** DATA PROVIDED follows **
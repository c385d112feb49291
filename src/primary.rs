//! Primary HDU header parsing and construction.

use alloc::string::String;
use alloc::vec::Vec;

use crate::block::padded_byte_len;
#[cfg(test)]
use crate::block::BLOCK_SIZE;
use crate::error::{Error, Result};
use crate::header::{validate_required_keywords, Card, HduType};
use crate::value::Value;

const VALID_BITPIX: [i64; 6] = [8, 16, 32, 64, -32, -64];

/// Pad a short keyword name to 8 bytes with trailing ASCII spaces.
const fn kw(name: &[u8]) -> [u8; 8] {
    let mut buf = [b' '; 8];
    let mut i = 0;
    while i < name.len() && i < 8 {
        buf[i] = name[i];
        i += 1;
    }
    buf
}

const KW_BITPIX: [u8; 8] = kw(b"BITPIX");
const KW_NAXIS: [u8; 8] = kw(b"NAXIS");

fn find_keyword<'a>(cards: &'a [Card], name: &[u8; 8]) -> Option<&'a Card> {
    cards.iter().find(|c| &c.keyword == name)
}

fn naxis_keyword(n: usize) -> [u8; 8] {
    let s = alloc::format!("NAXIS{}", n);
    let mut buf = [b' '; 8];
    let bytes = s.as_bytes();
    let len = bytes.len().min(8);
    buf[..len].copy_from_slice(&bytes[..len]);
    buf
}

fn extract_integer(card: &Card, name: &'static str) -> Result<i64> {
    match &card.value {
        Some(Value::Integer(n)) => Ok(*n),
        _ => Err(missing_keyword(name)),
    }
}

fn missing_keyword(name: &'static str) -> Error {
    Error::HeaderConsistency(alloc::format!("missing mandatory keyword {name}"))
}

/// Parsed primary HDU header.
#[derive(Debug, Clone, PartialEq)]
pub struct PrimaryHeader {
    /// BITPIX value (8, 16, 32, 64, -32, -64).
    pub bitpix: i64,
    /// Number of axes.
    pub naxis: usize,
    /// Dimensions (NAXIS1, NAXIS2, ..., NAXISn).
    pub naxes: Vec<usize>,
    /// All header cards for reference.
    pub cards: Vec<Card>,
}

impl PrimaryHeader {
    /// Compute the number of data bytes: `|BITPIX/8| * NAXIS1 * ... * NAXISn`.
    ///
    /// Returns 0 if NAXIS is 0 or any axis has length 0.
    pub fn data_byte_count(&self) -> usize {
        if self.naxis == 0 || self.naxes.is_empty() {
            return 0;
        }
        let bytes_per_value = (self.bitpix.unsigned_abs() / 8) as usize;
        self.naxes
            .iter()
            .copied()
            .fold(bytes_per_value, |acc, dim| acc * dim)
    }

    /// Compute the padded data size (always a multiple of 2880).
    pub fn data_padded_byte_count(&self) -> usize {
        padded_byte_len(self.data_byte_count())
    }
}

/// Parse and validate a primary HDU header from a list of cards.
pub fn parse_primary_header(cards: &[Card]) -> Result<PrimaryHeader> {
    validate_required_keywords(HduType::Primary, cards)?;

    let bitpix_card = find_keyword(cards, &KW_BITPIX).ok_or_else(|| missing_keyword("BITPIX"))?;
    let bitpix = extract_integer(bitpix_card, "BITPIX")?;
    if !VALID_BITPIX.contains(&bitpix) {
        return Err(Error::Bitpix(bitpix));
    }

    let naxis_card = find_keyword(cards, &KW_NAXIS).ok_or_else(|| missing_keyword("NAXIS"))?;
    let naxis_val = extract_integer(naxis_card, "NAXIS")?;
    if naxis_val < 0 {
        return Err(Error::HeaderConsistency(String::from("NAXIS must not be negative")));
    }
    let naxis = naxis_val as usize;

    let mut naxes = Vec::with_capacity(naxis);
    for i in 1..=naxis {
        let kw_name = naxis_keyword(i);
        let card = find_keyword(cards, &kw_name).ok_or_else(|| missing_keyword("NAXISn"))?;
        let val = extract_integer(card, "NAXISn")?;
        if val < 0 {
            return Err(Error::HeaderConsistency(String::from("NAXISn must not be negative")));
        }
        naxes.push(val as usize);
    }

    Ok(PrimaryHeader {
        bitpix,
        naxis,
        naxes,
        cards: cards.to_vec(),
    })
}

/// Build the minimal set of cards for a primary HDU header.
pub fn build_primary_header(bitpix: i64, naxes: &[usize]) -> Result<Vec<Card>> {
    if !VALID_BITPIX.contains(&bitpix) {
        return Err(Error::Bitpix(bitpix));
    }

    let mut cards = Vec::new();

    cards.push(Card {
        keyword: kw(b"SIMPLE"),
        value: Some(Value::Logical(true)),
        comment: Some(String::from("conforms to FITS standard")),
    });

    cards.push(Card {
        keyword: kw(b"BITPIX"),
        value: Some(Value::Integer(bitpix)),
        comment: Some(String::from("bits per data value")),
    });

    cards.push(Card {
        keyword: kw(b"NAXIS"),
        value: Some(Value::Integer(naxes.len() as i64)),
        comment: Some(String::from("number of axes")),
    });

    for (i, &dim) in naxes.iter().enumerate() {
        cards.push(Card {
            keyword: naxis_keyword(i + 1),
            value: Some(Value::Integer(dim as i64)),
            comment: None,
        });
    }

    Ok(cards)
}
** End of DATA PROVIDED **
**TASK DESCRIPTION**
For this exercise, output all the data exactly as shown above.

**SOLUTION TO THIS EXERCISE**
repository c385d112feb49291
filename src/primary.rs
//! Primary HDU header parsing and construction.

use alloc::string::String;
use alloc::vec::Vec;

use crate::block::padded_byte_len;
#[cfg(test)]
use crate::block::BLOCK_SIZE;
use crate::error::{Error, Result};
use crate::header::{validate_required_keywords, Card, HduType};
use crate::value::Value;

const VALID_BITPIX: [i64; 6] = [8, 16, 32, 64, -32, -64];

/// Pad a short keyword name to 8 bytes with trailing ASCII spaces.
const fn kw(name: &[u8]) -> [u8; 8] {
    let mut buf = [b' '; 8];
    let mut i = 0;
    while i < name.len() && i < 8 {
        buf[i] = name[i];
        i += 1;
    }
    buf
}

const KW_BITPIX: [u8; 8] = kw(b"BITPIX");
const KW_NAXIS: [u8; 8] = kw(b"NAXIS");

fn find_keyword<'a>(cards: &'a [Card], name: &[u8; 8]) -> Option<&'a Card> {
    cards.iter().find(|c| &c.keyword == name)
}

fn naxis_keyword(n: usize) -> [u8; 8] {
    let s = alloc::format!("NAXIS{}", n);
    let mut buf = [b' '; 8];
    let bytes = s.as_bytes();
    let len = bytes.len().min(8);
    buf[..len].copy_from_slice(&bytes[..len]);
    buf
}

fn extract_integer(card: &Card, name: &'static str) -> Result<i64> {
    match &card.value {
        Some(Value::Integer(n)) => Ok(*n),
        _ => Err(missing_keyword(name)),
    }
}

fn missing_keyword(name: &'static str) -> Error {
    Error::HeaderConsistency(alloc::format!("missing mandatory keyword {name}"))
}

/// Parsed primary HDU header.
#[derive(Debug, Clone, PartialEq)]
pub struct PrimaryHeader {
    /// BITPIX value (8, 16, 32, 64, -32, -64).
    pub bitpix: i64,
    /// Number of axes.
    pub naxis: usize,
    /// Dimensions (NAXIS1, NAXIS2, ..., NAXISn).
    pub naxes: Vec<usize>,
    /// All header cards for reference.
    pub cards: Vec<Card>,
}

impl PrimaryHeader {
    /// Compute the number of data bytes: `|BITPIX/8| * NAXIS1 * ... * NAXISn`.
    ///
    /// Returns 0 if NAXIS is 0 or any axis has length 0.
    pub fn data_byte_count(&self) -> usize {
        if self.naxis == 0 || self.naxes.is_empty() {
            return 0;
        }
        let bytes_per_value = (self.bitpix.unsigned_abs() / 8) as usize;
        self.naxes
            .iter()
            .copied()
            .fold(bytes_per_value, |acc, dim| acc * dim)
    }

    /// Compute the padded data size (always a multiple of 2880).
    pub fn data_padded_byte_count(&self) -> usize {
        padded_byte_len(self.data_byte_count())
    }
}

/// Parse and validate a primary HDU header from a list of cards.
pub fn parse_primary_header(cards: &[Card]) -> Result<PrimaryHeader> {
    validate_required_keywords(HduType::Primary, cards)?;

    let bitpix_card = find_keyword(cards, &KW_BITPIX).ok_or_else(|| missing_keyword("BITPIX"))?;
    let bitpix = extract_integer(bitpix_card, "BITPIX")?;
    if !VALID_BITPIX.contains(&bitpix) {
        return Err(Error::Bitpix(bitpix));
    }

    let naxis_card = find_keyword(cards, &KW_NAXIS).ok_or_else(|| missing_keyword("NAXIS"))?;
    let naxis_val = extract_integer(naxis_card, "NAXIS")?;
    if naxis_val < 0 {
        return Err(Error::HeaderConsistency(String::from("NAXIS must not be negative")));
    }
    let naxis = naxis_val as usize;

    let mut naxes = Vec::with_capacity(naxis);
    for i in 1..=naxis {
        let kw_name = naxis_keyword(i);
        let card = find_keyword(cards, &kw_name).ok_or_else(|| missing_keyword("NAXISn"))?;
        let val = extract_integer(card, "NAXISn")?;
        if val < 0 {
            return Err(Error::HeaderConsistency(String::from("NAXISn must not be negative")));
        }
        naxes.push(val as usize);
    }

    Ok(PrimaryHeader {
        bitpix,
        naxis,
        naxes,
        cards: cards.to_vec(),
    })
}

/// Build the minimal set of cards for a primary HDU header.
pub fn build_primary_header(bitpix: i64, naxes: &[usize]) -> Result<Vec<Card>> {
    if !VALID_BITPIX.contains(&bitpix) {
        return Err(Error::Bitpix(bitpix));
    }

    let mut cards = Vec::new();

    cards.push(Card {
        keyword: kw(b"SIMPLE"),
        value: Some(Value::Logical(true)),
        comment: Some(String::from("conforms to FITS standard")),
    });

    cards.push(Card {
        keyword: kw(b"BITPIX"),
        value: Some(Value::Integer(bitpix)),
        comment: Some(String::from("bits per data value")),
    });

    cards.push(Card {
        keyword: kw(b"NAXIS"),
        value: Some(Value::Integer(naxes.len() as i64)),
        comment: Some(String::from("number of axes")),
    });

    for (i, &dim) in naxes.iter().enumerate() {
        cards.push(Card {
            keyword: naxis_keyword(i + 1),
            value: Some(Value::Integer(dim as i64)),
            comment: None,
        });
    }

    Ok(cards)
}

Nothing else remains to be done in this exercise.